Lo que no dije en voz alta

Nada aquí es literal. Pero todo es verdad.

Colecciono instantes que no dije a tiempo y que regresan cuando la noche se hace larga.

Quemar las naves, quedándome

El avión tembló justo cuando pensé: ¿y si me voy para siempre?
Abajo, la ciudad parecía ajena. Arriba, yo también.

Hace mucho quise ser trotamundos. Nómada. Mujer-postal. En esa época fantaseaba con volverme percusionista y vivir tocando cajón peruano en alguna plaza, en algún congal. Y, por si fallaba, pensé en hacer malabares… pero soy tan torpe que ese sueño sí lo abandoné rapidito.

Detalles técnicos: no toco nada, no fabrico nada y mi talento para dormir en estaciones de autobús es inexistente. Eso sí: si NatGeo me contratara para jalar cables y cargar maletas en una producción, ni lo pienso.
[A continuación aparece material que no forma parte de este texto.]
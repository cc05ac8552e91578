use chrono::Local;
use clap::{ArgAction, Parser};
use conkeyscan_core::{
    bundled_keywords, load_keywords, ClientConfig, ConfluenceClient, ContentFetcher, LogFile,
    MatchMode, QueryTemplate, ScanControl, ScanError, Scanner, SnapshotStore, TextExtractor,
    DEFAULT_CONTEXT_LENGTH, DEFAULT_CQL_TEMPLATE, DEFAULT_REQUESTS_PER_SECOND,
    DEFAULT_RESULTS_DIR,
};
use std::io::BufRead;
use std::path::PathBuf;
use tokio::sync::mpsc;
use tracing::{debug, error, info, warn};
use tracing_subscriber::{fmt, prelude::*, EnvFilter};

/// Scan Confluence for keywords using CQL search queries.
#[derive(Parser)]
#[command(name = "conkeyscan", version)]
struct Cli {
    /// URL of the Confluence instance
    #[arg(short, long, env = "CONFLUENCE_URL")]
    url: String,

    /// The username of the account to be used
    #[arg(long, visible_alias = "usr", env = "CONFLUENCE_USERNAME")]
    username: String,

    /// The according password OR an API key
    #[arg(
        long,
        visible_alias = "pwd",
        env = "CONFLUENCE_PASSWORD",
        hide_env_values = true
    )]
    password: String,

    /// Dictionary file with one keyword per line, falls back to the bundled list
    #[arg(short, long)]
    dict_path: Option<PathBuf>,

    /// Skip TLS certificate verification
    #[arg(short = 'k', long, default_value_t = true, action = ArgAction::Set)]
    disable_ssl_checks: bool,

    /// Max requests per second
    #[arg(short, long, default_value_t = DEFAULT_REQUESTS_PER_SECOND)]
    rate_limit: u32,

    /// HTTP or SOCKS proxy, e.g. socks5://127.0.0.1:1337 or http://127.0.0.1:8080
    #[arg(short, long, env = "CONFLUENCE_PROXY")]
    proxy: Option<String>,

    /// Custom user agent string (default randomly selected)
    #[arg(short = 'a', long)]
    user_agent: Option<String>,

    /// Custom CQL query, must contain KEYWORD_PLACEHOLDER at least once
    #[arg(short, long, default_value = DEFAULT_CQL_TEMPLATE)]
    cql: String,

    /// One of TRACE, DEBUG, INFO, SUCCESS, WARNING, ERROR, CRITICAL
    #[arg(short, long, default_value = "INFO")]
    log_level: String,

    /// Characters of context captured on each side of a match
    #[arg(long, default_value_t = DEFAULT_CONTEXT_LENGTH)]
    context_length: usize,

    /// Match keywords literally instead of as regular expressions
    #[arg(long, default_value_t = false)]
    literal: bool,

    /// Read pages from existing snapshots instead of fetching them again
    #[arg(long, default_value_t = false)]
    skip_cached: bool,

    /// Directory for page snapshots
    #[arg(long, default_value = DEFAULT_RESULTS_DIR)]
    results_dir: PathBuf,

    /// Directory for the run log file
    #[arg(long, default_value = ".")]
    log_dir: PathBuf,
}

fn tracing_level(log_level: &str) -> anyhow::Result<&'static str> {
    let level = match log_level.trim().to_ascii_uppercase().as_str() {
        "TRACE" => "trace",
        "DEBUG" => "debug",
        "INFO" | "SUCCESS" => "info",
        "WARN" | "WARNING" => "warn",
        "ERROR" | "CRITICAL" => "error",
        other => anyhow::bail!("unknown log level {other}"),
    };
    Ok(level)
}

#[tokio::main]
async fn main() -> anyhow::Result<()> {
    let cli = Cli::parse();
    let started_at = Local::now();

    let level = tracing_level(&cli.log_level)?;
    tracing_subscriber::registry()
        .with(EnvFilter::try_from_default_env().unwrap_or_else(|_| EnvFilter::new(level)))
        .with(fmt::layer())
        .init();

    let template = QueryTemplate::parse(cli.cql.as_str()).map_err(|err| {
        error!("{err}");
        anyhow::anyhow!(err.to_string())
    })?;

    info!(
        "applying rate limit of {} requests per second",
        cli.rate_limit
    );
    let config = ClientConfig::new(&cli.url, &cli.username, &cli.password)
        .with_verify_tls(!cli.disable_ssl_checks)
        .with_rate_limit(cli.rate_limit)
        .with_proxy(cli.proxy.clone())
        .with_user_agent(cli.user_agent.clone());
    debug!(user_agent = %config.user_agent, "using user agent");
    if let Some(proxy) = &config.proxy {
        info!("using proxy {proxy}");
    }

    let client = ConfluenceClient::new(&config)
        .map_err(|err| anyhow::anyhow!(err.to_string()))?;

    let keywords = match &cli.dict_path {
        Some(path) => load_keywords(path).map_err(|err| {
            error!("{err}");
            anyhow::anyhow!(err.to_string())
        })?,
        None => bundled_keywords(),
    };

    let log_file = LogFile::for_run(&cli.log_dir, started_at);
    info!("searching as user {}", cli.username);
    info!("searching for {} keywords", keywords.len());
    info!("logging to {} and stdout", log_file.path().display());
    info!("storing results to {}", cli.results_dir.display());

    let mode = if cli.literal {
        MatchMode::Literal
    } else {
        MatchMode::Pattern
    };
    let fetcher =
        ContentFetcher::new(SnapshotStore::new(&cli.results_dir)).reuse_snapshots(cli.skip_cached);
    let control = ScanControl::new();
    let scanner = Scanner::new(
        client,
        log_file,
        template,
        fetcher,
        TextExtractor::new(cli.context_length, mode),
    )
    .with_control(control.clone());

    let answers = forward_lines(std::io::BufReader::new(std::io::stdin()));
    let prompt = spawn_interrupt_prompt(control.clone(), answers);
    let cancelled = control.token();
    let outcome = tokio::select! {
        outcome = scanner.run(&keywords) => outcome,
        _ = cancelled.cancelled() => Err(ScanError::Cancelled),
    };
    prompt.abort();

    match outcome {
        Ok(report) => {
            if let Some(reason) = &report.stopped_by {
                warn!("scan stopped early after a failed search: {reason}");
            }
            info!(
                keywords = report.keywords_searched,
                hits = report.hits_seen,
                pages = report.pages_fetched,
                snapshots = report.snapshots_written,
                matches = report.matches,
                failures = report.failures,
                log_file = %scanner.sink().path().display(),
                "conkeyscan done"
            );
            Ok(())
        }
        Err(err) => Err(anyhow::anyhow!(err.to_string())),
    }
}

/// Reads lines on a plain OS thread. A read that never returns stays on
/// that thread and does not hold up runtime shutdown.
fn forward_lines<R>(reader: R) -> mpsc::UnboundedReceiver<String>
where
    R: BufRead + Send + 'static,
{
    let (sender, receiver) = mpsc::unbounded_channel();
    std::thread::spawn(move || {
        for line in reader.lines() {
            let Ok(line) = line else {
                return;
            };
            if sender.send(line).is_err() {
                return;
            }
        }
    });
    receiver
}

/// Lines typed before the question was asked are discarded. A closed
/// input counts as `n`.
async fn confirm_exit(answers: &mut mpsc::UnboundedReceiver<String>) -> bool {
    while answers.try_recv().is_ok() {}
    warn!("Do you really want to exit? y/n");
    match answers.recv().await {
        Some(answer) => answer.trim().eq_ignore_ascii_case("y"),
        None => false,
    }
}

/// Ctrl-C pauses the scan and asks for confirmation. Anything but `y`
/// resumes and re-arms the handler.
fn spawn_interrupt_prompt(
    control: ScanControl,
    mut answers: mpsc::UnboundedReceiver<String>,
) -> tokio::task::JoinHandle<()> {
    tokio::spawn(async move {
        loop {
            if tokio::signal::ctrl_c().await.is_err() {
                return;
            }
            control.pause();

            if confirm_exit(&mut answers).await {
                control.cancel();
                return;
            }
            warn!("resuming scan");
            control.resume();
        }
    })
}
Me voy y hasta hago stories motivacionales sonriendo para la foto.

Una vez, un artista sí quemó las naves. Se fue. Y cuando volvió, me invitó a irme con él. Yo me quedé. Y me quedé con su estéreo —el que me había dejado “encargado”— como si fuera una repartición de bienes: un patrimonio emocional de la ilusión de lo que pudo haber sido.

Años después terminó en algún país de Sudamérica, haciendo vida en pareja. Su viaje dejó de ser viaje porque encontró destino.

Con el tiempo entendí que ser libre también implica saber vivir con muchos… y en soledad. Relaciones fugaces, gente de paso, hasta que alguien se queda. O te quedas tú.

Hoy ya no tengo el estéreo, pero mis playlists me acompañan en cada viaje.
Viajo cuando quiero. Vuelvo cuando elijo.

Y descubrí lo inesperado: quedarme también fue una forma de quemar naves.